• [What this task involves] An exact restatement of every record is required.

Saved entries

────────

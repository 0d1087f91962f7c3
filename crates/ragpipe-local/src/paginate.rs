//! Offset/limit pagination over an already-ranked list.
//!
//! Pagination runs before size truncation in the response pipeline: it
//! selects which candidates compete for the budget.

/// Pure slice: `results[offset..offset + limit]` with clamping. A negative
/// `offset` clamps to 0; an out-of-range `offset` or non-positive `limit`
/// returns an empty list. Never mutates or reorders the input.
pub fn paginate_results<T: Clone>(results: &[T], offset: i64, limit: i64) -> Vec<T> {
    if limit <= 0 {
        return Vec::new();
    }
    let offset = offset.max(0) as usize;
    if offset >= results.len() {
        return Vec::new();
    }
    let end = offset.saturating_add(limit as usize).min(results.len());
    results[offset..end].to_vec()
}

#[cfg(test)]
mod tests {
    use super::*;
    use proptest::prelude::*;

    #[test]
    fn slices_a_middle_page() {
        let v: Vec<i64> = (0..25).collect();
        assert_eq!(paginate_results(&v, 10, 10), (10..20).collect::<Vec<_>>());
    }

    #[test]
    fn negative_offset_clamps_to_zero() {
        let v: Vec<i64> = (0..5).collect();
        assert_eq!(paginate_results(&v, -3, 2), vec![0, 1]);
    }

    #[test]
    fn offset_past_end_is_empty() {
        let v: Vec<i64> = (0..5).collect();
        assert!(paginate_results(&v, 5, 10).is_empty());
        assert!(paginate_results(&v, 100, 10).is_empty());
    }

    #[test]
    fn non_positive_limit_is_empty() {
        let v: Vec<i64> = (0..5).collect();
        assert!(paginate_results(&v, 0, 0).is_empty());
        assert!(paginate_results(&v, 0, -1).is_empty());
    }

    #[test]
    fn limit_past_end_clamps() {
        let v: Vec<i64> = (0..5).collect();
        assert_eq!(paginate_results(&v, 3, 100), vec![3, 4]);
    }

    proptest! {
        #[test]
        fn matches_a_manual_slice(
            len in 0usize..50,
            offset in -10i64..60,
            limit in -10i64..60,
        ) {
            let v: Vec<usize> = (0..len).collect();
            let got = paginate_results(&v, offset, limit);
            let expect: Vec<usize> = if limit <= 0 {
                Vec::new()
            } else {
                let start = offset.max(0) as usize;
                v.iter()
                    .skip(start)
                    .take(limit as usize)
                    .copied()
                    .collect()
            };
            prop_assert_eq!(got, expect);
        }
    }
}
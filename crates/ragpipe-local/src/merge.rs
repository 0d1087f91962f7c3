//! Hybrid search merge: combine vector-similarity and keyword-match results
//! into one deduplicated, boosted, ordered list.
//!
//! Merge order is fully deterministic for identical inputs:
//! 1. ids present in both lists, in keyword-result order, carrying the
//!    vector version's payload with a boosted similarity;
//! 2. remaining vector-only results, in vector order;
//! 3. remaining keyword-only results, in keyword order, with a fixed
//!    sentinel similarity marking keyword-only provenance.

use std::collections::{BTreeMap, BTreeSet};

use ragpipe_core::SearchRecord;

/// Multiplier applied to the similarity of records found by both searches.
/// The result is clamped to 1.0.
pub const OVERLAP_BOOST: f64 = 1.2;

/// Similarity assigned to keyword-only records (no vector score exists).
pub const KEYWORD_ONLY_SIMILARITY: f64 = 0.5;

/// Merge `vector_results` and `keyword_results` into at most `match_count`
/// records with no duplicate ids. Inputs are not mutated; boosting happens on
/// internal copies. Records lacking an id are never matched for overlap and
/// are only eligible through their originating list's pass.
pub fn merge_vector_and_keyword_results(
    vector_results: &[SearchRecord],
    keyword_results: &[SearchRecord],
    match_count: usize,
) -> Vec<SearchRecord> {
    let mut vector_by_id: BTreeMap<&str, &SearchRecord> = BTreeMap::new();
    for v in vector_results {
        if let Some(id) = v.id.as_deref() {
            vector_by_id.entry(id).or_insert(v);
        }
    }

    let mut placed: BTreeSet<&str> = BTreeSet::new();
    let mut merged: Vec<SearchRecord> = Vec::new();

    // Overlap pass. Keyword-result order decides the order among overlaps.
    for k in keyword_results {
        let Some(id) = k.id.as_deref() else { continue };
        let Some(v) = vector_by_id.get(id) else {
            continue;
        };
        if !placed.insert(id) {
            continue;
        }
        let mut r = (*v).clone();
        r.similarity = (r.similarity * OVERLAP_BOOST).min(1.0);
        merged.push(r);
    }

    // Vector-only pass.
    for v in vector_results {
        if merged.len() >= match_count {
            break;
        }
        if let Some(id) = v.id.as_deref() {
            if !placed.insert(id) {
                continue;
            }
        }
        merged.push(v.clone());
    }

    // Keyword-only pass: synthesized records with the sentinel similarity.
    for k in keyword_results {
        if merged.len() >= match_count {
            break;
        }
        if let Some(id) = k.id.as_deref() {
            if !placed.insert(id) {
                continue;
            }
        }
        let mut r = k.clone();
        r.similarity = KEYWORD_ONLY_SIMILARITY;
        r.rerank_score = None;
        merged.push(r);
    }

    merged.truncate(match_count);
    merged
}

────────

• [Solution to this problem]
repository 0d1087f91962f7c3
filename crates/ragpipe-local/src/paginate.rs
//! Offset/limit pagination over an already-ranked list.
//!
//! Pagination runs before size truncation in the response pipeline: it
//! selects which candidates compete for the budget.

/// Pure slice: `results[offset..offset + limit]` with clamping. A negative
/// `offset` clamps to 0; an out-of-range `offset` or non-positive `limit`
/// returns an empty list. Never mutates or reorders the input.
pub fn paginate_results<T: Clone>(results: &[T], offset: i64, limit: i64) -> Vec<T> {
    if limit <= 0 {
        return Vec::new();
    }
    let offset = offset.max(0) as usize;
    if offset >= results.len() {
        return Vec::new();
    }
    let end = offset.saturating_add(limit as usize).min(results.len());
    results[offset..end].to_vec()
}

#[cfg(test)]
mod tests {
    use super::*;
    use proptest::prelude::*;

    #[test]
    fn slices_a_middle_page() {
        let v: Vec<i64> = (0..25).collect();
        assert_eq!(paginate_results(&v, 10, 10), (10..20).collect::<Vec<_>>());
    }

    #[test]
    fn negative_offset_clamps_to_zero() {
        let v: Vec<i64> = (0..5).collect();
        assert_eq!(paginate_results(&v, -3, 2), vec![0, 1]);
    }

    #[test]
    fn offset_past_end_is_empty() {
        let v: Vec<i64> = (0..5).collect();
        assert!(paginate_results(&v, 5, 10).is_empty());
        assert!(paginate_results(&v, 100, 10).is_empty());
    }

    #[test]
    fn non_positive_limit_is_empty() {
        let v: Vec<i64> = (0..5).collect();
        assert!(paginate_results(&v, 0, 0).is_empty());
        assert!(paginate_results(&v, 0, -1).is_empty());
    }

    #[test]
    fn limit_past_end_clamps() {
        let v: Vec<i64> = (0..5).collect();
        assert_eq!(paginate_results(&v, 3, 100), vec![3, 4]);
    }

    proptest! {
        #[test]
        fn matches_a_manual_slice(
            len in 0usize..50,
            offset in -10i64..60,
            limit in -10i64..60,
        ) {
            let v: Vec<usize> = (0..len).collect();
            let got = paginate_results(&v, offset, limit);
            let expect: Vec<usize> = if limit <= 0 {
                Vec::new()
            } else {
                let start = offset.max(0) as usize;
                v.iter()
                    .skip(start)
                    .take(limit as usize)
                    .copied()
                    .collect()
            };
            prop_assert_eq!(got, expect);
        }
    }
}
filename crates/ragpipe-local/src/merge.rs
repository 0d1087f91962f7c3
//! Hybrid search merge: combine vector-similarity and keyword-match results
//! into one deduplicated, boosted, ordered list.
//!
//! Merge order is fully deterministic for identical inputs:
//! 1. ids present in both lists, in keyword-result order, carrying the
//!    vector version's payload with a boosted similarity;
//! 2. remaining vector-only results, in vector order;
//! 3. remaining keyword-only results, in keyword order, with a fixed
//!    sentinel similarity marking keyword-only provenance.

use std::collections::{BTreeMap, BTreeSet};

use ragpipe_core::SearchRecord;

/// Multiplier applied to the similarity of records found by both searches.
/// The result is clamped to 1.0.
pub const OVERLAP_BOOST: f64 = 1.2;

/// Similarity assigned to keyword-only records (no vector score exists).
pub const KEYWORD_ONLY_SIMILARITY: f64 = 0.5;

/// Merge `vector_results` and `keyword_results` into at most `match_count`
/// records with no duplicate ids. Inputs are not mutated; boosting happens on
/// internal copies. Records lacking an id are never matched for overlap and
/// are only eligible through their originating list's pass.
pub fn merge_vector_and_keyword_results(
    vector_results: &[SearchRecord],
    keyword_results: &[SearchRecord],
    match_count: usize,
) -> Vec<SearchRecord> {
    let mut vector_by_id: BTreeMap<&str, &SearchRecord> = BTreeMap::new();
    for v in vector_results {
        if let Some(id) = v.id.as_deref() {
            vector_by_id.entry(id).or_insert(v);
        }
    }

    let mut placed: BTreeSet<&str> = BTreeSet::new();
    let mut merged: Vec<SearchRecord> = Vec::new();

    // Overlap pass. Keyword-result order decides the order among overlaps.
    for k in keyword_results {
        let Some(id) = k.id.as_deref() else { continue };
        let Some(v) = vector_by_id.get(id) else {
            continue;
        };
        if !placed.insert(id) {
            continue;
        }
        let mut r = (*v).clone();
        r.similarity = (r.similarity * OVERLAP_BOOST).min(1.0);
        merged.push(r);
    }

    // Vector-only pass.
    for v in vector_results {
        if merged.len() >= match_count {
            break;
        }
        if let Some(id) = v.id.as_deref() {
            if !placed.insert(id) {
                continue;
            }
        }
        merged.push(v.clone());
    }

    // Keyword-only pass: synthesized records with the sentinel similarity.
    for k in keyword_results {
        if merged.len() >= match_count {
            break;
        }
        if let Some(id) = k.id.as_deref() {
            if !placed.insert(id) {
                continue;
            }
        }
        let mut r = k.clone();
        r.similarity = KEYWORD_ONLY_SIMILARITY;
        r.rerank_score = None;
        merged.push(r);
    }

    merged.truncate(match_count);
    merged
}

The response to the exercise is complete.